The Self Employed Lifestyle

Of course, the lifestyle itself will entirely depend on two things; your desired lifestyle, and your line of work. Your working hours as a self-employed contractor are really up to you. Clients may expect to be able to contact you during reasonable hours, but the flexibility is untold. Working around family commitments, other jobs or simply your own preferences for working until 2 am and sleeping until 12 are rarely an issue when working for yourself, though again, this will entirely depend on the industry. The advent of the internet has completely revolutionised being self-employed, as geography and communications are now rarely a consideration.

In many lines of business, a contractor must be entirely flexible to the whims of their employers. Many contracts are won on the basis of immediate availability to start. Being able to drop everything at a couple of hours’ notice may make the difference between winning a project or remaining out of work until the next opportunity arises, and this can take a toll, if you are not prepared for it.

However, many self-employed contractors find it hard to ingrain themselves into a team when working on a project. Full time staff tend to side-line contracts, as not being ‘one of the guys’, and though their contribution is often absolutely vital to the success of the venture, they are not included. This, for some, makes working as a contractor a lonely prospect.

The Decision to go Self-Employed

In New Zealand, there are a number of things that an individual must do to become legally self-employed. It is remarkable easy though. The administration required to do so should certainly not stop anyone from turning self-employed. If so, the first step in your new business plan should be to acquire an experienced PA!

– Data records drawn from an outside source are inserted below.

// Copyright (c) The trx-playlist Contributors
// SPDX-License-Identifier: MIT OR Apache-2.0

//! Turn the failed tests of a TRX test report into a Visual Studio playlist.
//!
//! `trx-playlist convert results.trx` writes `results.playlist`, which reruns exactly the tests
//! that failed when opened in Visual Studio's Test Explorer.
//!
//! The conversion itself lives in the `trx-playlist-convert` crate. This crate is the
//! command-line front end.

#![warn(missing_docs)]

mod dispatch;
mod errors;
mod output;
mod sink;

#[doc(hidden)]
pub use dispatch::*;
#[doc(hidden)]
pub use errors::*;
#[doc(hidden)]
pub use output::OutputWriter;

And so the decision to turn self-employed comes down to one question; is the potential benefit in terms of finance and freedom outweighing the risk that there is no work available, or that I am unable to perform the work that is? Is the answer is ‘yes’, then the pros outweigh the cons; self-employment really is the dream. Self-actualisation, seeing the direct benefit of your labour, is the prize for turning self-employed. It is a feeling that is unsurpassed in human endeavour, and a sensation that can only be realised by going self-employed.